Thank you for this.
I've only skipped through this, haven't got the time right now, but I've bookmarked the article and will come back to it at a later point.
I probably mentalize "too much", esp. with regard to others. And it is probably my strategy to avoid "danger" - so I to all the anticipating I possibly can...Constant red alert.
I do it automatically, it's like a reflex, and I struggle to consciously stop this. I have the strong tendency to walk in their shoes too much, to "hijack" their issues and their emotions.
And by doing this I tend to avoid my inner void. That's the flip side for me: Whereas my capacity for "getting" the others is totally overdeveloped, the capacity for "feeling" myself, my feelings, my emotions is underdeveloped. My sense of self is very fragile. Whenever there's too much from the "other/s" this tends to overwrite my own things.
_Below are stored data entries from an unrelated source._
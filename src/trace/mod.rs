mod formatter;

pub use formatter::PathFormatter;
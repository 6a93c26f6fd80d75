//! Prelude module for convenient imports
//!
//! This module re-exports the most commonly used types and functions from the
//! omniflow crate.
//!
//! # Example
//!
//! ```rust,no_run
//! use omniflow::prelude::*;
//!
//! # fn run_example() -> Result<()> {
//! let workflow = Workflow::from_file("path/to/workflow.json")?;
//! for issue in validate(&workflow) {
//!     println!("{}", issue);
//! }
//!
//! let path = Simulator::default().generate_from_trigger(&workflow)?;
//! println!("{}", PathFormatter::format_path(&path));
//! # Ok(())
//! # }
//! ```

// Editing
pub use crate::changes::{EdgeChange, NodeChange, apply_edge_changes, apply_node_changes};
pub use crate::editor::{EditorConfig, WorkflowEditor};
pub use crate::ops::ConnectRequest;
pub use crate::store::GraphStore;

// Simulation
pub use crate::simulation::{
    BranchPolicy, SimulationConfig, SimulationOutcome, SimulationPath, SimulationStep, Simulator,
    generate_path,
};

// Workflow model
pub use crate::workflow::{
    Edge, IntoWorkflow, Node, NodeData, NodeDataPatch, NodeKind, PaletteEntry, Position,
    Workflow, WorkflowTemplate, builtin_templates, default_palette, load_template,
};

// Validation
pub use crate::validation::{Severity, ValidationIssue, validate};

// Error types
pub use crate::error::{GraphError, SimulationError, WorkflowConversionError, WorkflowIoError};

// Path formatting
pub use crate::trace::PathFormatter;

// Result type alias for convenience
pub type Result<T> = std::result::Result<T, Box<dyn std::error::Error>>;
So the challenge lies in "turning off" the too much with regard to the outside. Whereas I need to practice my perception/s again and again with regard to myself. Which is deeply confusing. And it creates a lot of anxiety, since the focus on the others was my survival strategy when I was younger...
Also, this learning to "read" myself quite often feels like kindergarten-stuff. Basic things like: How do I know what I'm feeling? That I'm angry? That I'm happy? And how do I process this, and even more important: express this?
This will probably keep me busy for a long time to come...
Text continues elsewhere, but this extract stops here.